Please report how many lines of the listing contain the string "NaiveDate", giving the number only.

• • • • •

use crate::error::Result;
use crate::storage::Storage;
use crate::types::{Combination, Draw};
use chrono::{NaiveDate, Utc};
use rusqlite::{params, Connection};

pub struct DrawStore<'a> {
    storage: &'a Storage,
}

impl<'a> DrawStore<'a> {
    pub fn new(storage: &'a Storage) -> Self {
        Self { storage }
    }

    /// Persist one draw. Fails on a sequence already stored for the lottery.
    pub async fn append(&self, lottery_id: &str, draw: &Draw) -> Result<()> {
        let conn = self.storage.get_connection().await;
        insert_draw(&conn, lottery_id, draw)?;

        tracing::info!(
            "Stored draw #{} for '{}': {}",
            draw.sequence,
            lottery_id,
            draw.combination
        );
        Ok(())
    }

    /// Persist a run of draws atomically: either every row lands or none does.
    pub async fn append_all(&self, lottery_id: &str, draws: &[Draw]) -> Result<()> {
        let mut conn = self.storage.get_connection().await;
        let tx = conn.transaction()?;

        for draw in draws {
            insert_draw(&tx, lottery_id, draw)?;
        }
        tx.commit()?;

        tracing::info!("Appended {} draws to '{}'", draws.len(), lottery_id);
        Ok(())
    }

    /// Load every draw of a lottery, oldest first.
    pub async fn load(&self, lottery_id: &str) -> Result<Vec<Draw>> {
        let conn = self.storage.get_connection().await;

        let mut stmt = conn.prepare(
            "SELECT sequence, drawn_on, numbers, special
             FROM draws WHERE lottery_id = ?1 ORDER BY sequence ASC",
        )?;

        let rows = stmt.query_map(params![lottery_id], |row| {
            let sequence: i64 = row.get(0)?;
            let drawn_on: Option<String> = row.get(1)?;
            let numbers: String = row.get(2)?;
            let special: Option<u8> = row.get(3)?;
            Ok((sequence, drawn_on, numbers, special))
        })?;

        let mut draws = Vec::new();
        for row in rows {
            let (sequence, drawn_on, numbers, special) = row?;
            let numbers: Vec<u8> = serde_json::from_str(&numbers)?;
            let drawn_on = drawn_on.and_then(|d| NaiveDate::parse_from_str(&d, "%Y-%m-%d").ok());

            draws.push(Draw {
                sequence: sequence as u64,
                drawn_on,
                combination: Combination::new(numbers, special),
            });
        }

        Ok(draws)
    }

    /// Replace the whole history of a lottery in one transaction.
    pub async fn replace_all(&self, lottery_id: &str, draws: &[Draw]) -> Result<()> {
        let mut conn = self.storage.get_connection().await;
        let tx = conn.transaction()?;

        tx.execute("DELETE FROM draws WHERE lottery_id = ?1", params![lottery_id])?;
        for draw in draws {
            insert_draw(&tx, lottery_id, draw)?;
        }
        tx.commit()?;

        tracing::info!("Replaced history of '{}' with {} draws", lottery_id, draws.len());
        Ok(())
    }
}

fn insert_draw(conn: &Connection, lottery_id: &str, draw: &Draw) -> Result<()> {
    let numbers = serde_json::to_string(draw.combination.numbers())?;

    conn.execute(
        "INSERT INTO draws (lottery_id, sequence, drawn_on, numbers, special, created_at)
         VALUES (?1, ?2, ?3, ?4, ?5, ?6)",
        params![
            lottery_id,
            draw.sequence as i64,
            draw.drawn_on.map(|d| d.format("%Y-%m-%d").to_string()),
            numbers,
            draw.combination.special(),
            Utc::now().timestamp(),
        ],
    )?;
    Ok(())
}

#[cfg(test)]
mod tests {
    use super::*;
    use crate::error::LotoError;
    use tempfile::tempdir;

    #[tokio::test]
    async fn test_append_and_load() {
        let temp_dir = tempdir().unwrap();
        let storage = Storage::new(&temp_dir.path().join("loto.db")).await.unwrap();
        let store = DrawStore::new(&storage);

        let first = Draw::new(1, Combination::from_numbers([1, 2, 3, 4, 5, 6]))
            .on(NaiveDate::from_ymd_opt(2024, 1, 6).unwrap());
        let second = Draw::new(2, Combination::new(vec![7, 8, 9, 10, 11], Some(3)));

        store.append("649", &second).await.unwrap();
        store.append("649", &first).await.unwrap();
        store.append("other", &first).await.unwrap();

        let draws = store.load("649").await.unwrap();
        assert_eq!(draws, vec![first.clone(), second]);
        assert_eq!(store.load("other").await.unwrap().len(), 1);

        let err = store.append("649", &first).await.unwrap_err();
        assert!(matches!(err, LotoError::Storage(_)));
    }

    #[tokio::test]
    async fn test_replace_all() {
        let temp_dir = tempdir().unwrap();
        let storage = Storage::new(&temp_dir.path().join("loto.db")).await.unwrap();
        let store = DrawStore::new(&storage);

        store
            .append("649", &Draw::new(1, Combination::from_numbers([1, 2, 3, 4, 5, 6])))
            .await
            .unwrap();

        let replacement = vec![
            Draw::new(1, Combination::from_numbers([10, 11, 12, 13, 14, 15])),
            Draw::new(2, Combination::from_numbers([20, 21, 22, 23, 24, 25])),
        ];
        store.replace_all("649", &replacement).await.unwrap();

        assert_eq!(store.load("649").await.unwrap(), replacement);
        assert!(store.load("unknown").await.unwrap().is_empty());
    }

    #[tokio::test]
    async fn test_append_all_is_atomic() {
        let temp_dir = tempdir().unwrap();
        let storage = Storage::new(&temp_dir.path().join("loto.db")).await.unwrap();
        let store = DrawStore::new(&storage);

        store
            .append("649", &Draw::new(2, Combination::from_numbers([1, 2, 3, 4, 5, 6])))
            .await
            .unwrap();

        let batch = vec![
            Draw::new(1, Combination::from_numbers([10, 11, 12, 13, 14, 15])),
            Draw::new(2, Combination::from_numbers([20, 21, 22, 23, 24, 25])),
        ];
        let err = store.append_all("649", &batch).await.unwrap_err();
        assert!(matches!(err, LotoError::Storage(_)));

        let stored: Vec<u64> = store.load("649").await.unwrap().iter().map(|d| d.sequence).collect();
        assert_eq!(stored, vec![2]);

        store.append_all("649", &batch[..1]).await.unwrap();
        assert_eq!(store.load("649").await.unwrap().len(), 2);
    }
}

• • • • •

▶ _Reply to the exercise_:
3